A grizzly bear that preyed on domestic cattle in the Upper Green River Basin area of Wyoming has been confirmed as the oldest documented bruin of its kind in the Yellowstone region.
The bear, number 168 in the federal bear database, was captured last summer after repeatedly killing cattle, then calves. Relocation was hopeless, and wildlife officials decided to euthanize the bear in July, 2020. That's when it was determined that the bear had reached 34 years old before its death.
And that stands as a record not only in Wyoming, but the wider Yellowstone area. From the Associated Press:
Grizzly 168 is, so far, the oldest grizzly ever documented in the tri-state Greater Yellowstone Ecosystem.
Zach Turnbull, a biologist with the Wyoming Game and Fish Department, was the first to examine the 34-year-old grizzly bear. The data also revealed that Grizzly 168 had lived as long as any other grizzly recorded in North America, although some coastal brown bears have been proven to live longer in the wild. Though closely related, they are indeed different subspecies. A Minnesota black bear has also surpassed 34 years.
The AP reported further on the old male's activity throughout its long lifespan.

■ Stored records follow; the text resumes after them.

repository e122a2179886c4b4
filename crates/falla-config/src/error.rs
use std::io;

use thiserror::Error;

#[derive(Debug, Error)]
pub enum ConfigError {
    #[error("I/O error: {0}")]
    Io(#[from] io::Error),

    #[error("Serialization error: {0}")]
    Serde(String),

    #[error("Invalid configuration: {0}")]
    Invalid(String),
}
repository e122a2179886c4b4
use std::env;
use std::process::Command;

fn main() {
    println!("cargo:rerun-if-changed=build.rs");
    println!("cargo:rerun-if-changed=.git/HEAD");

    let hash = command_output("git", &["rev-parse", "--short", "HEAD"])
        .unwrap_or_else(|| "unknown".into());
    let status = match command_output("git", &["status", "--porcelain"]) {
        Some(changes) if changes.is_empty() => "clean",
        Some(_) => "dirty",
        None => "unknown",
    };
    let timestamp = chrono::Utc::now().to_rfc3339_opts(chrono::SecondsFormat::Secs, true);
    let rustc = command_output("rustc", &["--version"]).unwrap_or_else(|| "unknown".into());

    emit("HASH", &hash);
    emit("STATUS", status);
    emit("TIMESTAMP", &timestamp);
    emit("TARGET", &env::var("TARGET").unwrap_or_else(|_| "unknown-target".into()));
    emit("PROFILE", &env::var("PROFILE").unwrap_or_else(|_| "unknown-profile".into()));
    emit("RUSTC", &rustc);
}

fn emit(key: &str, value: &str) {
    println!("cargo:rustc-env=FALLA_LEDGER_BUILD_{key}={value}");
}

/// Trimmed stdout of a successful command, `None` when it fails to run.
fn command_output(program: &str, args: &[&str]) -> Option<String> {
    let output = Command::new(program).args(args).output().ok()?;
    if !output.status.success() {
        return None;
    }
    String::from_utf8(output.stdout)
        .ok()
        .map(|s| s.trim().to_string())
}
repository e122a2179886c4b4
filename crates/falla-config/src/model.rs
use serde::{Deserialize, Serialize};
use std::path::{Path, PathBuf};

use crate::ConfigError;

const DEFAULT_DATABASE_FILE: &str = "falla_ledger.sqlite3";

/// Stores user-configurable preferences for the ledger CLI.
#[derive(Debug, Clone, Serialize, Deserialize, PartialEq)]
#[serde(rename_all = "camelCase")]
pub struct Config {
    pub currency: String,
    #[serde(default = "Config::default_currency_precision")]
    pub currency_precision: u8,

    #[serde(default, skip_serializing_if = "Option::is_none")]
    /// Optional custom SQLite file. Defaults to `<data dir>/falla_ledger.sqlite3`.
    pub database_path: Option<PathBuf>,

    #[serde(default, skip_serializing_if = "Option::is_none")]
    /// `tracing` filter directive used when `RUST_LOG` is unset.
    pub log_filter: Option<String>,
}

impl Default for Config {
    fn default() -> Self {
        Self {
            currency: "EUR".into(),
            currency_precision: Self::default_currency_precision(),
            database_path: None,
            log_filter: None,
        }
    }
}

impl Config {
    pub fn default_currency_precision() -> u8 {
        2
    }

    pub fn resolve_database_path(&self, data_dir: &Path) -> PathBuf {
        match &self.database_path {
            Some(path) if path.is_absolute() => path.clone(),
            Some(path) => data_dir.join(path),
            None => data_dir.join(DEFAULT_DATABASE_FILE),
        }
    }

    pub fn validate(&self) -> Result<(), ConfigError> {
        if self.currency.trim().is_empty() {
            return Err(ConfigError::Invalid("currency must not be empty".into()));
        }
        if self.currency_precision > 6 {
            return Err(ConfigError::Invalid(format!(
                "currency precision {} is out of range (0-6)",
                self.currency_precision
            )));
        }
        Ok(())
    }
}

/// Platform data directory used when nothing overrides it.
pub fn default_data_dir() -> PathBuf {
    dirs::home_dir()
        .unwrap_or_else(|| PathBuf::from("."))
        .join(".falla_ledger")
}
#![allow(dead_code)]

use std::sync::atomic::{AtomicUsize, Ordering};

use async_trait::async_trait;
use chrono::Duration;
use social_saver::auth::{Identity, Membership, MembershipAuthority, TokenCodec};
use social_saver::database::DatabaseError;

pub const SECRET: &str = "integration-secret";

pub fn codec() -> TokenCodec {
    TokenCodec::new(SECRET, Duration::hours(1)).expect("codec with non-empty secret")
}

pub fn member(name: &str) -> Identity {
    Identity::new(name, false)
}

pub fn site_admin(name: &str) -> Identity {
    Identity::new(name, true)
}

/// Fixed membership rows with a lookup counter
#[derive(Default)]
pub struct StaticMemberships {
    rows: Vec<Membership>,
    lookups: AtomicUsize,
}

impl StaticMemberships {
    pub fn new(rows: &[(&str, i32, bool)]) -> Self {
        Self {
            rows: rows
                .iter()
                .map(|(username, group_id, admin)| Membership {
                    username: username.to_string(),
                    group_id: *group_id,
                    is_group_admin: *admin,
                })
                .collect(),
            lookups: AtomicUsize::new(0),
        }
    }

    pub fn lookups(&self) -> usize {
        self.lookups.load(Ordering::SeqCst)
    }
}

#[async_trait]
impl MembershipAuthority for StaticMemberships {
    async fn find_membership(
        &self,
        username: &str,
        group_id: i32,
    ) -> Result<Option<Membership>, DatabaseError> {
        self.lookups.fetch_add(1, Ordering::SeqCst);
        Ok(self
            .rows
            .iter()
            .find(|m| m.username == username && m.group_id == group_id)
            .cloned())
    }
}
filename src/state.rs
use sqlx::PgPool;
use std::sync::Arc;

use crate::auth::{MembershipAuthority, TokenCodec, TokenError};
use crate::config::AppConfig;
use crate::database::models::PgMembershipAuthority;

/// Everything a request needs, built once at startup
#[derive(Clone)]
pub struct AppState {
    pub config: Arc<AppConfig>,
    pub codec: Arc<TokenCodec>,
    pub pool: PgPool,
    pub memberships: Arc<dyn MembershipAuthority>,
}

impl AppState {
    pub fn new(config: AppConfig, pool: PgPool) -> Result<Self, TokenError> {
        let codec = TokenCodec::from_config(&config.security)?;
        let memberships = Arc::new(PgMembershipAuthority::new(pool.clone()));

        Ok(Self {
            config: Arc::new(config),
            codec: Arc::new(codec),
            pool,
            memberships,
        })
    }

    /// Swap the membership source, e.g. for an in-memory authority in tests.
    pub fn with_memberships(mut self, memberships: Arc<dyn MembershipAuthority>) -> Self {
        self.memberships = memberships;
        self
    }
}
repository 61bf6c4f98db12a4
use serde_json::Value;

use super::error::FilterError;
use super::types::{FilterField, FilterOp, FilterParams, FilterTable, WhereClause};

pub struct FilterWhere {
    param_values: Vec<Value>,
    param_index: usize,
    predicates: Vec<String>,
}

impl FilterWhere {
    fn new() -> Self {
        Self {
            param_values: vec![],
            param_index: 0,
            predicates: vec![],
        }
    }

    /// Build predicates for the present filters, numbering placeholders from 1.
    pub fn generate(
        filters: &[(&str, Value)],
        fields: FilterTable,
    ) -> Result<WhereClause, FilterError> {
        let mut filter_where = Self::new();
        for (name, value) in filters {
            let field = Self::lookup(fields, name)?;
            filter_where.push_condition(field, value)?;
        }
        Ok(filter_where.finish())
    }

    pub fn generate_for<F: FilterParams>(params: &F) -> Result<WhereClause, FilterError> {
        Self::generate(&params.filters(), F::FIELDS)
    }

    fn lookup(fields: FilterTable, name: &str) -> Result<&'static FilterField, FilterError> {
        fields
            .iter()
            .find(|f| f.name == name)
            .ok_or_else(|| FilterError::UnknownFilter(name.to_string()))
    }

    fn push_condition(&mut self, field: &FilterField, value: &Value) -> Result<(), FilterError> {
        let predicate = match field.op {
            FilterOp::Eq => format!("{} = {}", field.column, self.param(value.clone())),
            FilterOp::EqIgnoreCase => {
                let folded = Self::folded(field, value)?;
                format!("lower({}) = {}", field.column, self.param(Value::String(folded)))
            }
            FilterOp::ContainsIgnoreCase => {
                let pattern = format!("%{}%", escape_like(&Self::folded(field, value)?));
                format!("lower({}) LIKE {}", field.column, self.param(Value::String(pattern)))
            }
        };
        self.predicates.push(predicate);
        Ok(())
    }

    fn folded(field: &FilterField, value: &Value) -> Result<String, FilterError> {
        value
            .as_str()
            .map(str::to_lowercase)
            .ok_or_else(|| FilterError::InvalidOperatorData(format!("{} requires a string", field.name)))
    }

    fn param(&mut self, value: Value) -> String {
        self.param_values.push(value);
        self.param_index += 1;
        format!("${}", self.param_index)
    }

    fn finish(self) -> WhereClause {
        WhereClause {
            predicates: self.predicates,
            params: self.param_values,
        }
    }
}

/// Escape LIKE wildcards so user text only matches literally.
fn escape_like(s: &str) -> String {
    let mut out = String::with_capacity(s.len());
    for c in s.chars() {
        if matches!(c, '\\' | '%' | '_') {
            out.push('\\');
        }
        out.push(c);
    }
    out
}
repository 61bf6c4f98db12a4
pub mod auth;
pub mod cli;
pub mod config;
pub mod database;
pub mod error;
pub mod filter;
pub mod handlers;
pub mod middleware;
pub mod routes;
pub mod state;

#[cfg(test)]
pub mod testing;
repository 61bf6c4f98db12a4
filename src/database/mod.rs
pub mod manager;
pub mod models;
pub mod query_builder;
pub mod sql;

pub use manager::{DatabaseError, DatabaseManager};
pub use sql::{sql_for_partial_update, sql_for_update, AttributeMap, PartialUpdate, SqlError, SqlFragment};
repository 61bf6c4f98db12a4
use serde_json::{json, Map};

use crate::auth::{Identity, TokenCodec};
use crate::cli::{utils, OutputFormat};
use crate::config::AppConfig;

/// Mint a token with the configured secret and lifetime. Stands in for a
/// login flow when seeding or operating the service.
pub fn handle(
    config: &AppConfig,
    username: &str,
    admin: bool,
    output_format: OutputFormat,
) -> anyhow::Result<()> {
    if username.trim().is_empty() {
        anyhow::bail!("username must not be empty");
    }

    let codec = TokenCodec::from_config(&config.security)?;
    let identity = Identity::new(username, admin);
    let token = codec.sign(&identity)?;

    let mut data = Map::new();
    data.insert("token".to_string(), json!(token));
    data.insert("username".to_string(), json!(identity.username));
    data.insert("is_admin".to_string(), json!(identity.is_admin));
    data.insert(
        "expires_in_hours".to_string(),
        json!(config.security.token_expiry_hours),
    );

    utils::output_success(&output_format, "Token issued", Some(data))
}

The bear had first been captured as a 3-year-old in 1989 when the inside of its lip was tattooed with the number 168. The bear also was captured north of Dubois in May 1996 and dropped its radio collar the next year.
In an interview with the Jackson Hole News & Guide, Dan Thompson, the large carnivore supervisor for the Wyoming Game and Fish Department, said identifying the responsible bear was obvious after examining the deceased cattle carcasses.
"You'll skin them and there's like terrible bruising, but there's no real punctures," said Thompson. "They have so much strength in their jaws they can kill an animal by basically gumming it."
After Grizzly 168 was captured, the bear's mouth only contained three canine teeth, all worn down to nubs, and nothing else. Thompson said there was good potential this would lead to more cattle deaths, mainly because they were deemed easy prey in the eyes of most grizzlies.
Even though female grizzlies are known to live longer than males, Grizzly 168 outlived all recorded females in the Greater Yellowstone Ecosystem.
The News & Guide report also said that "The state bear biologists held on to the skull, which is being cleaned and will be saved to serve as a reminder of the oldest grizzly ever known to inhabit the Yellowstone region."